WHAT TO PRODUCE: Every line of the records counts; transcribe each one exactly.

*** Opening SUPPLIED MATERIAL ***

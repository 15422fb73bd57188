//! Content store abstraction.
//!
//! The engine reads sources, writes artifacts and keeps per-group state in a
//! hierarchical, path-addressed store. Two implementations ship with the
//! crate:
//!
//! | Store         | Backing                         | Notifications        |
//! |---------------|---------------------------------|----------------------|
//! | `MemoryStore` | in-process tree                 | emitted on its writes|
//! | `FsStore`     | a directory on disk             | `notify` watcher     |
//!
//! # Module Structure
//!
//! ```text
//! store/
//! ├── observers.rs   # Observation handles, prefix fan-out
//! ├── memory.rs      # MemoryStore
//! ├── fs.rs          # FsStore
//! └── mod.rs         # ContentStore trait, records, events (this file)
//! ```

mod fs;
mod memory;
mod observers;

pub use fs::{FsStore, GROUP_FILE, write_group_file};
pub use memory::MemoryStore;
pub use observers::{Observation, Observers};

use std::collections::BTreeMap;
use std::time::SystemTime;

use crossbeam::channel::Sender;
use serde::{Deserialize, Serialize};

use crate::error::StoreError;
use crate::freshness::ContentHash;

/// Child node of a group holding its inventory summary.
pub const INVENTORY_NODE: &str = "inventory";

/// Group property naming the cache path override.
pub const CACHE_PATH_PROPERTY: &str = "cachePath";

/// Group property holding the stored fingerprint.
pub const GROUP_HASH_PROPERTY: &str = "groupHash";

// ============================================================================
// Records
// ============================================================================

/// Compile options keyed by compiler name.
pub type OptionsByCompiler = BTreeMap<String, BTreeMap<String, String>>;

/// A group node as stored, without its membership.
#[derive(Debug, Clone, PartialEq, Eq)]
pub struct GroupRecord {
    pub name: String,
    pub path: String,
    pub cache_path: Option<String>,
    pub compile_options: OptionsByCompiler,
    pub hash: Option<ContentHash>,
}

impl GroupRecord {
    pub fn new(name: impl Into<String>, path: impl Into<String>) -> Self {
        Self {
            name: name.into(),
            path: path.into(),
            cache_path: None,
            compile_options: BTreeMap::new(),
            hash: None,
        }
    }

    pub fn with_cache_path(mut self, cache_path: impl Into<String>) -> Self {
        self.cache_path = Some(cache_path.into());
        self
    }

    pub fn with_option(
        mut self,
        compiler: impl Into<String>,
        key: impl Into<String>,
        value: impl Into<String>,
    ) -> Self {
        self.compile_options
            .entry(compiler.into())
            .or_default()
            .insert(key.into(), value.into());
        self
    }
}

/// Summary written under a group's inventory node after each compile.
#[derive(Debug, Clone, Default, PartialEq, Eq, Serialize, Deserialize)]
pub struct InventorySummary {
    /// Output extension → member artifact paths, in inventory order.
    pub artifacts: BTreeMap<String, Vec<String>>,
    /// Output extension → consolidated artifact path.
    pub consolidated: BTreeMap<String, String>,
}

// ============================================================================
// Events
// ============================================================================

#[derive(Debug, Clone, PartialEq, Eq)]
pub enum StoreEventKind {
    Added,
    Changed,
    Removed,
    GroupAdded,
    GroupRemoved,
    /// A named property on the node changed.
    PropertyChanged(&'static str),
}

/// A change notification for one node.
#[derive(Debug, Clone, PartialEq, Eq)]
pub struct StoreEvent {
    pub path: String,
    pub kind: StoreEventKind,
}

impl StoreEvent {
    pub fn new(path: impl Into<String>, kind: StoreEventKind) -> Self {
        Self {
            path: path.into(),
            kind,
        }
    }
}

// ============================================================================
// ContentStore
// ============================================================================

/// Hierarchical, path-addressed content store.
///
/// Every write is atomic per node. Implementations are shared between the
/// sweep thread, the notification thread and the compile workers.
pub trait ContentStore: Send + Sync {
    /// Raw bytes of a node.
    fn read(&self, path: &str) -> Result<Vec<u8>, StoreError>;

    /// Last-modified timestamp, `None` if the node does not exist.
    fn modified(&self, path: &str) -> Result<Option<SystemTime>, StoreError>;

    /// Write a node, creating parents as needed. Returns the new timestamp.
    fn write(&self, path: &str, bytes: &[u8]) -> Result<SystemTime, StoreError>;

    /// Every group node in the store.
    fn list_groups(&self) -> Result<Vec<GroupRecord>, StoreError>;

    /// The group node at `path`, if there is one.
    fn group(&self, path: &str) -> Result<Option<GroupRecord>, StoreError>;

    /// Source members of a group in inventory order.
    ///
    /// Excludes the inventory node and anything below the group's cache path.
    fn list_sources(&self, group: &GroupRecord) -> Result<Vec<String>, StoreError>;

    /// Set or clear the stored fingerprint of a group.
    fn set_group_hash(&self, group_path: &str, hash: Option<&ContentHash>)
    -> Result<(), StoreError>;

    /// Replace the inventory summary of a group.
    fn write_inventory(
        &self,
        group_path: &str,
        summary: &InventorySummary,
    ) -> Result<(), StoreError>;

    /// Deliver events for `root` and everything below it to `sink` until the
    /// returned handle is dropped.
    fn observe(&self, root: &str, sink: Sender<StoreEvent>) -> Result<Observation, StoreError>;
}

*** Closing SUPPLIED MATERIAL ***

SOLUTION TO THIS PROBLEM:
repository 15422fb73bd57188
//! Content store abstraction.
//!
//! The engine reads sources, writes artifacts and keeps per-group state in a
//! hierarchical, path-addressed store. Two implementations ship with the
//! crate:
//!
//! | Store         | Backing                         | Notifications        |
//! |---------------|---------------------------------|----------------------|
//! | `MemoryStore` | in-process tree                 | emitted on its writes|
//! | `FsStore`     | a directory on disk             | `notify` watcher     |
//!
//! # Module Structure
//!
//! ```text
//! store/
//! ├── observers.rs   # Observation handles, prefix fan-out
//! ├── memory.rs      # MemoryStore
//! ├── fs.rs          # FsStore
//! └── mod.rs         # ContentStore trait, records, events (this file)
//! ```

mod fs;
mod memory;
mod observers;

pub use fs::{FsStore, GROUP_FILE, write_group_file};
pub use memory::MemoryStore;
pub use observers::{Observation, Observers};

use std::collections::BTreeMap;
use std::time::SystemTime;

use crossbeam::channel::Sender;
use serde::{Deserialize, Serialize};

use crate::error::StoreError;
use crate::freshness::ContentHash;

/// Child node of a group holding its inventory summary.
pub const INVENTORY_NODE: &str = "inventory";

/// Group property naming the cache path override.
pub const CACHE_PATH_PROPERTY: &str = "cachePath";

/// Group property holding the stored fingerprint.
pub const GROUP_HASH_PROPERTY: &str = "groupHash";

// ============================================================================
// Records
// ============================================================================

/// Compile options keyed by compiler name.
pub type OptionsByCompiler = BTreeMap<String, BTreeMap<String, String>>;

/// A group node as stored, without its membership.
#[derive(Debug, Clone, PartialEq, Eq)]
pub struct GroupRecord {
    pub name: String,
    pub path: String,
    pub cache_path: Option<String>,
    pub compile_options: OptionsByCompiler,
    pub hash: Option<ContentHash>,
}

impl GroupRecord {
    pub fn new(name: impl Into<String>, path: impl Into<String>) -> Self {
        Self {
            name: name.into(),
            path: path.into(),
            cache_path: None,
            compile_options: BTreeMap::new(),
            hash: None,
        }
    }

    pub fn with_cache_path(mut self, cache_path: impl Into<String>) -> Self {
        self.cache_path = Some(cache_path.into());
        self
    }

    pub fn with_option(
        mut self,
        compiler: impl Into<String>,
        key: impl Into<String>,
        value: impl Into<String>,
    ) -> Self {
        self.compile_options
            .entry(compiler.into())
            .or_default()
            .insert(key.into(), value.into());
        self
    }
}

/// Summary written under a group's inventory node after each compile.
#[derive(Debug, Clone, Default, PartialEq, Eq, Serialize, Deserialize)]
pub struct InventorySummary {
    /// Output extension → member artifact paths, in inventory order.
    pub artifacts: BTreeMap<String, Vec<String>>,
    /// Output extension → consolidated artifact path.
    pub consolidated: BTreeMap<String, String>,
}

// ============================================================================
// Events
// ============================================================================

#[derive(Debug, Clone, PartialEq, Eq)]
pub enum StoreEventKind {
    Added,
    Changed,
    Removed,
    GroupAdded,
    GroupRemoved,
    /// A named property on the node changed.
    PropertyChanged(&'static str),
}

/// A change notification for one node.
#[derive(Debug, Clone, PartialEq, Eq)]
pub struct StoreEvent {
    pub path: String,
    pub kind: StoreEventKind,
}

impl StoreEvent {
    pub fn new(path: impl Into<String>, kind: StoreEventKind) -> Self {
        Self {
            path: path.into(),
            kind,
        }
    }
}

// ============================================================================
// ContentStore
// ============================================================================

/// Hierarchical, path-addressed content store.
///
/// Every write is atomic per node. Implementations are shared between the
/// sweep thread, the notification thread and the compile workers.
pub trait ContentStore: Send + Sync {
    /// Raw bytes of a node.
    fn read(&self, path: &str) -> Result<Vec<u8>, StoreError>;

    /// Last-modified timestamp, `None` if the node does not exist.
    fn modified(&self, path: &str) -> Result<Option<SystemTime>, StoreError>;

    /// Write a node, creating parents as needed. Returns the new timestamp.
    fn write(&self, path: &str, bytes: &[u8]) -> Result<SystemTime, StoreError>;

    /// Every group node in the store.
    fn list_groups(&self) -> Result<Vec<GroupRecord>, StoreError>;

    /// The group node at `path`, if there is one.
    fn group(&self, path: &str) -> Result<Option<GroupRecord>, StoreError>;

    /// Source members of a group in inventory order.
    ///
    /// Excludes the inventory node and anything below the group's cache path.
    fn list_sources(&self, group: &GroupRecord) -> Result<Vec<String>, StoreError>;

    /// Set or clear the stored fingerprint of a group.
    fn set_group_hash(&self, group_path: &str, hash: Option<&ContentHash>)
    -> Result<(), StoreError>;

    /// Replace the inventory summary of a group.
    fn write_inventory(
        &self,
        group_path: &str,
        summary: &InventorySummary,
    ) -> Result<(), StoreError>;

    /// Deliver events for `root` and everything below it to `sink` until the
    /// returned handle is dropped.
    fn observe(&self, root: &str, sink: Sender<StoreEvent>) -> Result<Observation, StoreError>;
}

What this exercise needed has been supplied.